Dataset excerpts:
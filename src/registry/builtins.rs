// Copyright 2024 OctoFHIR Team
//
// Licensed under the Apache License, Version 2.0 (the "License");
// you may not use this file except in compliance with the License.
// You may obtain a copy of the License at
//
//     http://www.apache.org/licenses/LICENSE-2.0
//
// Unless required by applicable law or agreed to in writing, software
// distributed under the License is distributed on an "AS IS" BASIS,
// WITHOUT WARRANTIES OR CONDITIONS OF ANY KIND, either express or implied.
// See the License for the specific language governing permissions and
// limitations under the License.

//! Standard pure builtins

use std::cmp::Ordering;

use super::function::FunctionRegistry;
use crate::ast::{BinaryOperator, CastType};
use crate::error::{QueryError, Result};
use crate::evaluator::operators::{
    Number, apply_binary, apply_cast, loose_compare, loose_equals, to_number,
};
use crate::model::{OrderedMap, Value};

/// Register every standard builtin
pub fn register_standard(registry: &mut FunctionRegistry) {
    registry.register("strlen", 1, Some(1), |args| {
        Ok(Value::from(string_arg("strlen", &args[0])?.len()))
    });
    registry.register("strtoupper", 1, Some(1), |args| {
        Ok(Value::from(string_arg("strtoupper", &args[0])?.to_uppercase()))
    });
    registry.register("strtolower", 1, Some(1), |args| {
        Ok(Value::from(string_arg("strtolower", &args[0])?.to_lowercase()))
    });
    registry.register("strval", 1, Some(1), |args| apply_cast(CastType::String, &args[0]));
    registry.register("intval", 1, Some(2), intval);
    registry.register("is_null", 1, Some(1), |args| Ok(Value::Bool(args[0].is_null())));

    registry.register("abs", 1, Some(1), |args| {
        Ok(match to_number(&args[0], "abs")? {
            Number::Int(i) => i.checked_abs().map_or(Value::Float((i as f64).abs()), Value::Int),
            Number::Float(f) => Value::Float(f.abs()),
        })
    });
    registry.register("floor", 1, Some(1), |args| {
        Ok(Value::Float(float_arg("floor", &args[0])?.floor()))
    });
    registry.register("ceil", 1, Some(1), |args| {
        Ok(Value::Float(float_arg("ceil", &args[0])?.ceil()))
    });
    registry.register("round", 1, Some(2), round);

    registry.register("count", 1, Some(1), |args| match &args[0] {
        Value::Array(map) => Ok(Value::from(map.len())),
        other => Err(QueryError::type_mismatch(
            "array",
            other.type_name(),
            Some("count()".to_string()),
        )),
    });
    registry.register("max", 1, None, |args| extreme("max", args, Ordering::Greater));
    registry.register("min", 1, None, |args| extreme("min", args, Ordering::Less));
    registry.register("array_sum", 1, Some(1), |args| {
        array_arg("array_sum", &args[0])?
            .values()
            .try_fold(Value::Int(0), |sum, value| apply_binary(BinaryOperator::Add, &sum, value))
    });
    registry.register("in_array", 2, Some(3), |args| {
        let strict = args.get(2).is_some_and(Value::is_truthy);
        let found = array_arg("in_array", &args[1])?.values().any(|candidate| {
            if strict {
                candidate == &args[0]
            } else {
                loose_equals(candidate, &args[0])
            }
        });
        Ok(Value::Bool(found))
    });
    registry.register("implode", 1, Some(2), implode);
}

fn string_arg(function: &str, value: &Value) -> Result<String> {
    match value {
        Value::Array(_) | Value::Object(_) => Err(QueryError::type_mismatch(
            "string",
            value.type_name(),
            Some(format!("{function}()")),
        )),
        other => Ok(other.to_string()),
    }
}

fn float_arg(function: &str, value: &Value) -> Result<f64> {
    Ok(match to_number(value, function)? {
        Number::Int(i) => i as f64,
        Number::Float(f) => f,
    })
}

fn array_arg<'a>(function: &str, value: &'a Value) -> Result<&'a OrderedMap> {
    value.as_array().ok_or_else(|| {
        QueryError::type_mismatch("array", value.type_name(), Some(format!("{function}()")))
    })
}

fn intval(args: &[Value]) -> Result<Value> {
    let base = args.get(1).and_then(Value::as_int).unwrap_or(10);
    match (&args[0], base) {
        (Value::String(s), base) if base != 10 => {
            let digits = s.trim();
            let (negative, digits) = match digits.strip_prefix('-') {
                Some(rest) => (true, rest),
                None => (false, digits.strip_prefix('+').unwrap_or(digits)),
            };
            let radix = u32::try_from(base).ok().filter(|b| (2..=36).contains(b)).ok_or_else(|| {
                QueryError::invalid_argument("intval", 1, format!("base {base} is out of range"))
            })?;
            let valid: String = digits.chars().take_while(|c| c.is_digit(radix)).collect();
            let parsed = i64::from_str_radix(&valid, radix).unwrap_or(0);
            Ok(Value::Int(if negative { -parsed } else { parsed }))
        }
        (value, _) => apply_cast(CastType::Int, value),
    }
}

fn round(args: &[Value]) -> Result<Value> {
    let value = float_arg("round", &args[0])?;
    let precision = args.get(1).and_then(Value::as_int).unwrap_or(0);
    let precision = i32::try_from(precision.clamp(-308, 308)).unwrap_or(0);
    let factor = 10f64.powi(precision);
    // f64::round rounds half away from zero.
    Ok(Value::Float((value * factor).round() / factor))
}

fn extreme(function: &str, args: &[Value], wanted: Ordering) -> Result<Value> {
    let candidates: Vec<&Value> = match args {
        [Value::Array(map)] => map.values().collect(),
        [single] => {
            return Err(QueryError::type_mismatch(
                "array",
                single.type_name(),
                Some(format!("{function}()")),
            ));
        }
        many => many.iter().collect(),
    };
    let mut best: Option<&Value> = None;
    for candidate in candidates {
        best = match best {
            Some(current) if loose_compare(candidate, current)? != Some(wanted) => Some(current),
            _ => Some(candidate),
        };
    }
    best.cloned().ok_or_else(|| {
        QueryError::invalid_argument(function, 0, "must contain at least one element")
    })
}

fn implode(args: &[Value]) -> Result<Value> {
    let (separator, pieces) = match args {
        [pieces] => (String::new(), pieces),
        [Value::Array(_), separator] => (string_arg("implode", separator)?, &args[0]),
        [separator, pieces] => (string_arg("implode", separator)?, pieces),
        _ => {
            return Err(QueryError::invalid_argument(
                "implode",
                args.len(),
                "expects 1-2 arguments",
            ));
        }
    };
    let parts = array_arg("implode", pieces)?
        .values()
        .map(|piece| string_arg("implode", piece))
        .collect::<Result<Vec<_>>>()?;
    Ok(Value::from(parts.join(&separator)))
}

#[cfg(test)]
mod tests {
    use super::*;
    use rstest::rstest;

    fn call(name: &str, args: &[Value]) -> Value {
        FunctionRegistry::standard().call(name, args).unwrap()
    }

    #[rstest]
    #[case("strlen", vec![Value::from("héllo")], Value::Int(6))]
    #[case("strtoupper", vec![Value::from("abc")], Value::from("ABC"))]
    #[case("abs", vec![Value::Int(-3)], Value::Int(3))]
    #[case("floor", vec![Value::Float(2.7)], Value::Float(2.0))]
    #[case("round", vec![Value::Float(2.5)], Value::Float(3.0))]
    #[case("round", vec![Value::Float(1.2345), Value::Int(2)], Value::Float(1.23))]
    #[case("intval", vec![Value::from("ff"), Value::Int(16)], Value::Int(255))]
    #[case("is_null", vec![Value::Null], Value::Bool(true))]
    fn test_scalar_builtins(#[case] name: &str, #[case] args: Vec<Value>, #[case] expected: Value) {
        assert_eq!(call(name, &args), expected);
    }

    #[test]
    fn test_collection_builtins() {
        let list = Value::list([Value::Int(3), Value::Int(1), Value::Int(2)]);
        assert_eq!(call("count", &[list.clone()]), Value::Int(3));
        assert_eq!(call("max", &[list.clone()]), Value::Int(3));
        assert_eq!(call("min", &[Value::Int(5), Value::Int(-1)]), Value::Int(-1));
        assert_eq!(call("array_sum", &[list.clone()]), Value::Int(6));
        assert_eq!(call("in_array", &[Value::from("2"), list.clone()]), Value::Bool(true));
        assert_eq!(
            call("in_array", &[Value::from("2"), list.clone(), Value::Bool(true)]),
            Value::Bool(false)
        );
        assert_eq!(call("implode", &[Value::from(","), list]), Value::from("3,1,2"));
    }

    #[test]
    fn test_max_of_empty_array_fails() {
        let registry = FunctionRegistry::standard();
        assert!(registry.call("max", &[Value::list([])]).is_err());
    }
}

• WORK TO COMPLETE
Show every line above in which the word "format" appears.

• YOUR SOLUTION
            Some(format!("{function}()")),
        QueryError::type_mismatch("array", value.type_name(), Some(format!("{function}()")))
                QueryError::invalid_argument("intval", 1, format!("base {base} is out of range"))
                Some(format!("{function}()")),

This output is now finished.